And may God have mercy upon your soul. They were the only words that stayed. She closed her eyes and they filled her. She repeated them silently hour after hour, on her knees before the crucifix, high upon the wall. She was buried in the words, unconscious. God have mercy. God. And at night sometimes she saw in dreams those women again rocking backwards and forwards, backwards and forwards before the glass-eyed imp at the temple fair. She remembered the push of the crowd behind her on the steps. Namu myoho renge kyo. The words of the chant came back, useless to her here before an iron-hearted God. The bulging eyes of the red-skinned imp grew and grew in the flickering light, and the women rose, writhing and shrieking in agony. Namu myoho renge kyo. The screams echoed through her dreams. She awoke and opened her eyes. Sweat poured from her in the icy room, her body was rigid with stress.
She could not think, she could not feel. There was only the image of the children, her loss, their loss that, beyond the stigma, would warp and stunt their lives. She folded her hands and escaped again. Her sins were of a different and irrelevant order from those determined by her friends. God have mercy. God. She remembered again, then, Benten’s temple on the crest of Enoshima, where within a dusty mirror she had for a moment glimpsed her own face, the reflection of that self it was said must be lost before eternity could be entered; a self now certainly lost. If she could she would have laughed.
Jack Easely stood before her. She had not heard him enter. ‘Read this,’ he said. He put the paper in her hand. He was gentle, his voice kind. It was an effort now to move her head, to look at him. Her eyes would not focus, could make no sense of words. Jack Easely retrieved the paper.
‘Her Britannic Majesty’s Consul,’ he read, ‘has received a dispatch from Her Britannic Majesty’s Minister in Tokyo to the effect that he has had under consideration the subject of the sentence of death passed in Her Majesty’s Court here on 1 February 1897 on Amy Jane Redmore for the murder of her husband and that in view of the Imperial Proclamation of His Majesty the Emperor dated 31 January granting, in memory of the late Empress Dowager, to all Japanese subjects under sentence on that day a remission of punishment, it appears proper that a similar measure of grace should be extended to the criminal in this case, whose trial in a court sitting in Her Majesty’s dominions had been proceeding for some days before and was about to be brought to a conclusion at the time of His Majesty’s Proclamation. Her Britannic Majesty’s Minister has accordingly decided not to direct that the sentence of death be carried into execution and, in virtue of the powers conferred upon him by the Order of the Council 1865 and otherwise, has directed in lieu of suffering capital punishment Mrs Redmore shall be imprisoned, with hard labour, for life.’
‘Do you understand?’ he asked gently. ‘You will be returned to England to serve sentence. There is every hope of a successful appeal. Already there is agitation for you in influential circles. This case has been closely followed in England.’
She nodded. Soon he went, his duty done.
There were sounds outside in the corridor, footsteps passing, fading.

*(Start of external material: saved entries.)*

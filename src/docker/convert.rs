//! Conversions from Docker API payloads into application models

use crate::models::{
    Container, ContainerSpec, ContainerStats, CpuSample, Image, MountPoint, Network,
    NetworkAttachment, PortBinding, PortMapping, RestartPolicy, Volume, cpu_percent,
    memory_percent,
};
use bollard::container::Stats;
use bollard::models::{
    ContainerInspectResponse, ContainerSummary, ImageSummary, MountPointTypeEnum,
    Network as ApiNetwork, PortTypeEnum, RestartPolicyNameEnum, Volume as ApiVolume,
    VolumeScopeEnum,
};
use chrono::{DateTime, Utc};
use std::collections::HashMap;

fn timestamp(secs: i64) -> Option<DateTime<Utc>> {
    if secs <= 0 {
        return None;
    }
    DateTime::from_timestamp(secs, 0)
}

fn rfc3339(value: Option<&str>) -> Option<DateTime<Utc>> {
    value
        .and_then(|s| DateTime::parse_from_rfc3339(s).ok())
        .map(|d| d.with_timezone(&Utc))
}

fn port_protocol(typ: Option<&PortTypeEnum>) -> &'static str {
    match typ {
        Some(PortTypeEnum::UDP) => "udp",
        Some(PortTypeEnum::SCTP) => "sctp",
        _ => "tcp",
    }
}

fn mount_kind(typ: Option<&MountPointTypeEnum>) -> &'static str {
    match typ {
        Some(MountPointTypeEnum::BIND) => "bind",
        Some(MountPointTypeEnum::VOLUME) => "volume",
        Some(MountPointTypeEnum::TMPFS) => "tmpfs",
        Some(MountPointTypeEnum::NPIPE) => "npipe",
        Some(MountPointTypeEnum::CLUSTER) => "cluster",
        _ => "",
    }
}

pub fn container_from_summary(summary: ContainerSummary) -> Container {
    let name = summary
        .names
        .as_ref()
        .and_then(|names| names.first())
        .map(|n| n.trim_start_matches('/').to_string())
        .unwrap_or_default();

    let mut ports: Vec<PortMapping> = summary
        .ports
        .unwrap_or_default()
        .into_iter()
        .map(|p| PortMapping {
            private_port: p.private_port,
            public_port: p.public_port,
            protocol: port_protocol(p.typ.as_ref()).to_string(),
            ip: p.ip,
        })
        .collect();
    // IPv4 and IPv6 bindings of the same port show up twice
    ports.sort_by(|a, b| {
        (a.private_port, a.public_port, &a.protocol).cmp(&(b.private_port, b.public_port, &b.protocol))
    });
    ports.dedup_by(|a, b| {
        a.private_port == b.private_port
            && a.public_port == b.public_port
            && a.protocol == b.protocol
    });

    let mut networks: Vec<String> = summary
        .network_settings
        .and_then(|s| s.networks)
        .map(|n| n.into_keys().collect())
        .unwrap_or_default();
    networks.sort();

    let mounts = summary
        .mounts
        .unwrap_or_default()
        .into_iter()
        .map(|m| MountPoint {
            kind: mount_kind(m.typ.as_ref()).to_string(),
            name: m.name,
            source: m.source.unwrap_or_default(),
            destination: m.destination.unwrap_or_default(),
            read_only: !m.rw.unwrap_or(true),
        })
        .collect();

    Container {
        id: summary.id.unwrap_or_default(),
        name,
        image: summary.image.unwrap_or_default(),
        image_id: summary.image_id.unwrap_or_default(),
        status: summary.status.unwrap_or_default(),
        state: summary.state.unwrap_or_default(),
        created: summary.created.and_then(timestamp),
        ports,
        networks,
        mounts,
        labels: summary.labels.unwrap_or_default(),
    }
}

pub fn image_from_summary(summary: ImageSummary) -> Image {
    Image {
        id: summary.id,
        repo_tags: summary.repo_tags,
        created: timestamp(summary.created),
        size: summary.size,
        containers: summary.containers.max(0) as usize,
    }
}

pub fn volume_from_api(volume: ApiVolume) -> Volume {
    let scope = match volume.scope {
        Some(VolumeScopeEnum::GLOBAL) => "global",
        _ => "local",
    };
    let (ref_count, size) = match volume.usage_data {
        Some(usage) => (Some(usage.ref_count), Some(usage.size)),
        None => (None, None),
    };

    Volume {
        name: volume.name,
        driver: volume.driver,
        mountpoint: volume.mountpoint,
        created: rfc3339(volume.created_at.as_deref()),
        scope: scope.to_string(),
        labels: volume.labels,
        ref_count,
        size,
    }
}

pub fn network_from_api(network: ApiNetwork) -> Network {
    let ipam_config = network
        .ipam
        .and_then(|ipam| ipam.config)
        .and_then(|configs| configs.into_iter().next());
    let (subnet, gateway) = match ipam_config {
        Some(config) => (config.subnet, config.gateway),
        None => (None, None),
    };

    let mut containers: Vec<String> = network
        .containers
        .map(|c| c.into_keys().collect())
        .unwrap_or_default();
    containers.sort();

    Network {
        id: network.id.unwrap_or_default(),
        name: network.name.unwrap_or_default(),
        driver: network.driver.unwrap_or_default(),
        scope: network.scope.unwrap_or_default(),
        internal: network.internal.unwrap_or(false),
        attachable: network.attachable.unwrap_or(false),
        containers,
        subnet,
        gateway,
    }
}

fn restart_policy_name(name: Option<&RestartPolicyNameEnum>) -> &'static str {
    match name {
        Some(RestartPolicyNameEnum::ALWAYS) => "always",
        Some(RestartPolicyNameEnum::UNLESS_STOPPED) => "unless-stopped",
        Some(RestartPolicyNameEnum::ON_FAILURE) => "on-failure",
        Some(RestartPolicyNameEnum::NO) => "no",
        _ => "",
    }
}

pub fn restart_policy_enum(name: &str) -> Option<RestartPolicyNameEnum> {
    match name {
        "always" => Some(RestartPolicyNameEnum::ALWAYS),
        "unless-stopped" => Some(RestartPolicyNameEnum::UNLESS_STOPPED),
        "on-failure" => Some(RestartPolicyNameEnum::ON_FAILURE),
        "no" => Some(RestartPolicyNameEnum::NO),
        _ => None,
    }
}

/// Build a recreate spec from an inspect response.
///
/// Networks are ordered with the one named by `network_mode` first so that
/// it is the network attached at creation time.
pub fn spec_from_inspect(inspect: ContainerInspectResponse) -> ContainerSpec {
    let config = inspect.config.unwrap_or_default();
    let host = inspect.host_config.unwrap_or_default();

    let port_bindings: HashMap<String, Vec<PortBinding>> = host
        .port_bindings
        .unwrap_or_default()
        .into_iter()
        .map(|(port, bindings)| {
            let bindings = bindings
                .unwrap_or_default()
                .into_iter()
                .map(|b| PortBinding {
                    host_ip: b.host_ip.unwrap_or_default(),
                    host_port: b.host_port.unwrap_or_default(),
                })
                .collect();
            (port, bindings)
        })
        .collect();

    let restart_policy = host
        .restart_policy
        .map(|p| RestartPolicy {
            name: restart_policy_name(p.name.as_ref()).to_string(),
            maximum_retry_count: p.maximum_retry_count.unwrap_or(0),
        })
        .unwrap_or_default();

    let network_mode = host.network_mode.unwrap_or_default();
    let mut networks: Vec<NetworkAttachment> = inspect
        .network_settings
        .and_then(|s| s.networks)
        .unwrap_or_default()
        .into_iter()
        .map(|(name, endpoint)| NetworkAttachment {
            name,
            network_id: endpoint.network_id.unwrap_or_default(),
            aliases: endpoint.aliases.unwrap_or_default(),
            ip_address: endpoint.ip_address.unwrap_or_default(),
        })
        .collect();
    networks.sort_by(|a, b| {
        (a.name != network_mode, &a.name).cmp(&(b.name != network_mode, &b.name))
    });

    ContainerSpec {
        name: inspect
            .name
            .unwrap_or_default()
            .trim_start_matches('/')
            .to_string(),
        image: config.image.unwrap_or_default(),
        env: config.env.unwrap_or_default(),
        cmd: config.cmd.unwrap_or_default(),
        entrypoint: config.entrypoint.unwrap_or_default(),
        working_dir: config.working_dir.unwrap_or_default(),
        user: config.user.unwrap_or_default(),
        labels: config.labels.unwrap_or_default(),
        binds: host.binds.unwrap_or_default(),
        port_bindings,
        restart_policy,
        network_mode,
        privileged: host.privileged.unwrap_or(false),
        cap_add: host.cap_add.unwrap_or_default(),
        cap_drop: host.cap_drop.unwrap_or_default(),
        networks,
    }
}

fn cpu_sample(stats: &bollard::container::CPUStats) -> CpuSample {
    CpuSample {
        total_usage: stats.cpu_usage.total_usage,
        system_usage: stats.system_cpu_usage.unwrap_or(0),
        online_cpus: stats.online_cpus,
        percpu_count: stats
            .cpu_usage
            .percpu_usage
            .as_ref()
            .map(Vec::len)
            .unwrap_or(0),
    }
}

pub fn stats_from_api(container_id: &str, stats: &Stats) -> ContainerStats {
    let memory_usage = stats.memory_stats.usage.unwrap_or(0);
    let memory_limit = stats.memory_stats.limit.unwrap_or(0);

    let (network_rx, network_tx) = stats
        .networks
        .as_ref()
        .map(|nets| {
            nets.values()
                .fold((0, 0), |(rx, tx), n| (rx + n.rx_bytes, tx + n.tx_bytes))
        })
        .unwrap_or((0, 0));

    let (block_read, block_write) = stats
        .blkio_stats
        .io_service_bytes_recursive
        .as_ref()
        .map(|entries| {
            entries.iter().fold((0, 0), |(r, w), e| {
                match e.op.to_ascii_lowercase().as_str() {
                    "read" => (r + e.value, w),
                    "write" => (r, w + e.value),
                    _ => (r, w),
                }
            })
        })
        .unwrap_or((0, 0));

    ContainerStats {
        container_id: container_id.to_string(),
        cpu_percent: cpu_percent(cpu_sample(&stats.precpu_stats), cpu_sample(&stats.cpu_stats)),
        memory_usage,
        memory_limit,
        memory_percent: memory_percent(memory_usage, memory_limit),
        network_rx,
        network_tx,
        block_read,
        block_write,
        pids: stats.pids_stats.current.unwrap_or(0),
        timestamp: rfc3339(Some(stats.read.as_str())).or_else(|| Some(Utc::now())),
    }
}

#[cfg(test)]
mod tests {
    use super::*;
    use bollard::models::{EndpointSettings, HostConfig, NetworkSettings, Port};

    #[test]
    fn test_container_summary_strips_slash_and_dedups_ports() {
        let port = Port {
            ip: Some("0.0.0.0".into()),
            private_port: 80,
            public_port: Some(8080),
            typ: Some(PortTypeEnum::TCP),
        };
        let summary = ContainerSummary {
            id: Some("abcdef".into()),
            names: Some(vec!["/web".into()]),
            state: Some("running".into()),
            ports: Some(vec![
                port.clone(),
                Port {
                    ip: Some("::".into()),
                    ..port
                },
            ]),
            ..Default::default()
        };

        let container = container_from_summary(summary);
        assert_eq!(container.name, "web");
        assert_eq!(container.ports.len(), 1);
        assert_eq!(container.ports_display(), "8080:80/tcp");
    }

    #[test]
    fn test_spec_orders_network_mode_first() {
        let mut networks = HashMap::new();
        for name in ["alpha", "backend"] {
            networks.insert(
                name.to_string(),
                EndpointSettings {
                    network_id: Some(format!("{}-id", name)),
                    aliases: Some(vec![format!("{}-alias", name)]),
                    ..Default::default()
                },
            );
        }
        let inspect = ContainerInspectResponse {
            name: Some("/api".into()),
            host_config: Some(HostConfig {
                network_mode: Some("backend".into()),
                ..Default::default()
            }),
            network_settings: Some(NetworkSettings {
                networks: Some(networks),
                ..Default::default()
            }),
            ..Default::default()
        };

        let spec = spec_from_inspect(inspect);
        assert_eq!(spec.name, "api");
        let names: Vec<_> = spec.networks.iter().map(|n| n.name.as_str()).collect();
        assert_eq!(names, vec!["backend", "alpha"]);
        assert_eq!(spec.primary_network().map(|n| n.network_id.as_str()), Some("backend-id"));
    }

    #[test]
    fn test_restart_policy_names_round_trip() {
        for name in ["always", "unless-stopped", "on-failure", "no"] {
            let parsed = restart_policy_enum(name);
            assert_eq!(restart_policy_name(parsed.as_ref()), name);
        }
        assert!(restart_policy_enum("").is_none());
    }
}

A voice. The slam of a door. The noises had resonance. The voice came again, vital; it laughed. In the depths of the building there was a crash of crockery. Amy listened, as if for the first time, to the life beyond the door. Her mind was full only of the children, images suddenly flooding her, moving the warmth of tears through her stiff body again. There was Tom, so long ago, that Christmas after Matthew died, running into a snowy garden to hold his mouth open to the sky, licking the falling snow from his lips as if it were manna. And Cathy, dressing herself proudly for the first time, refusing Rachel’s help, her dress back to front, her bloomers twisted, joining Amy’s delighted laughter. There was no need to shut out the love now, no need to deny the images released to her again. Cathy, Tom. She whispered their names.

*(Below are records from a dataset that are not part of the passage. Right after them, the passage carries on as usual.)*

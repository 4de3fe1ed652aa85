//! Image types

use chrono::{DateTime, Utc};

pub const UNTAGGED: &str = "<none>";

#[derive(Debug, Clone, PartialEq, Default)]
pub struct Image {
    pub id: String,
    pub repo_tags: Vec<String>,
    pub created: Option<DateTime<Utc>>,
    pub size: i64,
    /// Number of containers created from this image
    pub containers: usize,
}

impl Image {
    pub fn short_id(&self) -> &str {
        super::short_id(&self.id)
    }

    pub fn primary_tag(&self) -> &str {
        self.repo_tags
            .iter()
            .find(|t| t.as_str() != "<none>:<none>")
            .map(String::as_str)
            .unwrap_or(UNTAGGED)
    }

    pub fn is_dangling(&self) -> bool {
        self.primary_tag() == UNTAGGED
    }

    pub fn repository(&self) -> &str {
        let tag = self.primary_tag();
        match tag.rsplit_once(':') {
            Some((repo, _)) if tag != UNTAGGED => repo,
            _ => tag,
        }
    }

    pub fn tag(&self) -> &str {
        let tag = self.primary_tag();
        if tag == UNTAGGED {
            return UNTAGGED;
        }
        match tag.rsplit_once(':') {
            // registry ports ("localhost:5000/app") are not tags
            Some((_, t)) if !t.contains('/') => t,
            _ => "latest",
        }
    }
}

/// Tagged images first (by tag), dangling images after (newest first)
pub fn sort_images(images: &mut [Image]) {
    images.sort_by(|a, b| match (a.is_dangling(), b.is_dangling()) {
        (false, true) => std::cmp::Ordering::Less,
        (true, false) => std::cmp::Ordering::Greater,
        (false, false) => a.primary_tag().cmp(b.primary_tag()),
        (true, true) => b.created.cmp(&a.created),
    });
}

#[cfg(test)]
mod tests {
    use super::*;
    use chrono::TimeZone;

    fn image(tags: &[&str], created_secs: i64) -> Image {
        Image {
            id: format!("sha256:{:064}", created_secs),
            repo_tags: tags.iter().map(|t| t.to_string()).collect(),
            created: Utc.timestamp_opt(created_secs, 0).single(),
            ..Default::default()
        }
    }

    #[test]
    fn test_tag_and_repository() {
        let img = image(&["nginx:1.25"], 0);
        assert_eq!(img.repository(), "nginx");
        assert_eq!(img.tag(), "1.25");

        let img = image(&["localhost:5000/app"], 0);
        assert_eq!(img.tag(), "latest");

        let img = image(&[], 0);
        assert!(img.is_dangling());
        assert_eq!(img.repository(), UNTAGGED);
    }

    #[test]
    fn test_sort_tagged_first_then_newest_dangling() {
        let mut images = vec![
            image(&[], 10),
            image(&["redis:7"], 1),
            image(&[], 20),
            image(&["alpine:3"], 2),
        ];
        sort_images(&mut images);
        let order: Vec<_> = images
            .iter()
            .map(|i| (i.primary_tag().to_string(), i.created.map(|c| c.timestamp())))
            .collect();
        assert_eq!(order[0].0, "alpine:3");
        assert_eq!(order[1].0, "redis:7");
        assert_eq!(order[2].1, Some(20));
        assert_eq!(order[3].1, Some(10));
    }
}
//! Volume types

use chrono::{DateTime, Utc};
use std::collections::HashMap;

#[derive(Debug, Clone, PartialEq, Default)]
pub struct Volume {
    pub name: String,
    pub driver: String,
    pub mountpoint: String,
    pub created: Option<DateTime<Utc>>,
    pub scope: String,
    pub labels: HashMap<String, String>,
    /// Reference count reported by the daemon, when usage data is available
    pub ref_count: Option<i64>,
    /// Size in bytes, -1 when the daemon could not compute it
    pub size: Option<i64>,
}

impl Volume {
    pub fn driver_or_default(&self) -> &str {
        if self.driver.is_empty() {
            "local"
        } else {
            &self.driver
        }
    }

    pub fn is_in_use(&self) -> bool {
        self.ref_count.is_some_and(|n| n > 0)
    }

    pub fn display_name(&self) -> String {
        if self.name.chars().count() > 40 {
            let truncated: String = self.name.chars().take(37).collect();
            format!("{}...", truncated)
        } else {
            self.name.clone()
        }
    }
}
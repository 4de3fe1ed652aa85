//! Dockhand model layer
//!
//! Plain data types for the resources shown in the UI. Nothing in here talks
//! to the Docker daemon; the `docker` module converts API responses into these.

pub mod compose;
pub mod container;
pub mod group;
pub mod image;
pub mod network;
pub mod stats;
pub mod volume;

pub use compose::{ComposeProject, ComposeService, group_compose_projects};
pub use container::{
    Container, ContainerSpec, EnvVar, MountPoint, NetworkAttachment, PortBinding, PortMapping,
    RestartPolicy, env_to_strings, parse_env,
};
pub use group::{Group, GroupConfig, group_color};
pub use image::{Image, sort_images};
pub use network::Network;
pub use stats::{ContainerStats, CpuSample, LogEntry, LogStream, cpu_percent, memory_percent};
pub use volume::Volume;

/// Shorten a Docker id to the 12 characters shown in the UI
pub fn short_id(id: &str) -> &str {
    let id = id.strip_prefix("sha256:").unwrap_or(id);
    match id.char_indices().nth(12) {
        Some((idx, _)) => &id[..idx],
        None => id,
    }
}

#[cfg(test)]
mod tests {
    use super::*;

    #[test]
    fn test_short_id_truncates_and_strips_digest_prefix() {
        assert_eq!(short_id("0123456789abcdef"), "0123456789ab");
        assert_eq!(short_id("sha256:0123456789abcdef"), "0123456789ab");
        assert_eq!(short_id("abc"), "abc");
    }
}
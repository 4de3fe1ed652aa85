//! Command scheduling and stream subscriptions
//!
//! Side effects only enter the application as [`Command`]s: deferred futures
//! that resolve to at most one event. The [`Scheduler`] runs them off the
//! reducer's thread and forwards whatever they produce into the event
//! channel. Long-lived producers (log and stats streams) are wrapped in a
//! [`Subscription`], which hands out one "next" command at a time; the
//! owner must issue a fresh one after every delivered event to keep the
//! stream flowing.

pub mod command;
pub mod subscription;

pub use command::{Command, Scheduler};
pub use subscription::{Delivery, Subscription, SubscriptionId, SubscriptionIds};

When at last she left the chair, it was nearly dark. She stood before the mirror, bleak and tiny on a shelf along the wall. She stared at her own face for a long while. It was not the face she had looked at last. Within her own destruction seemed a strange rebirth. She was free of all she had prayed to be free of, returned to her life, upon a far and unknown shore. She knew now she was a woman Matthew Armitage would look at and respect. Within her face were those lines she had once traced upon his, of the difficult disease of living. And suddenly, it no longer seemed of importance that she should have the respect of Matthew Armitage or that of any man, ever. She turned from the window and looked out anew upon a darkening world. In the road the lamps were lighting.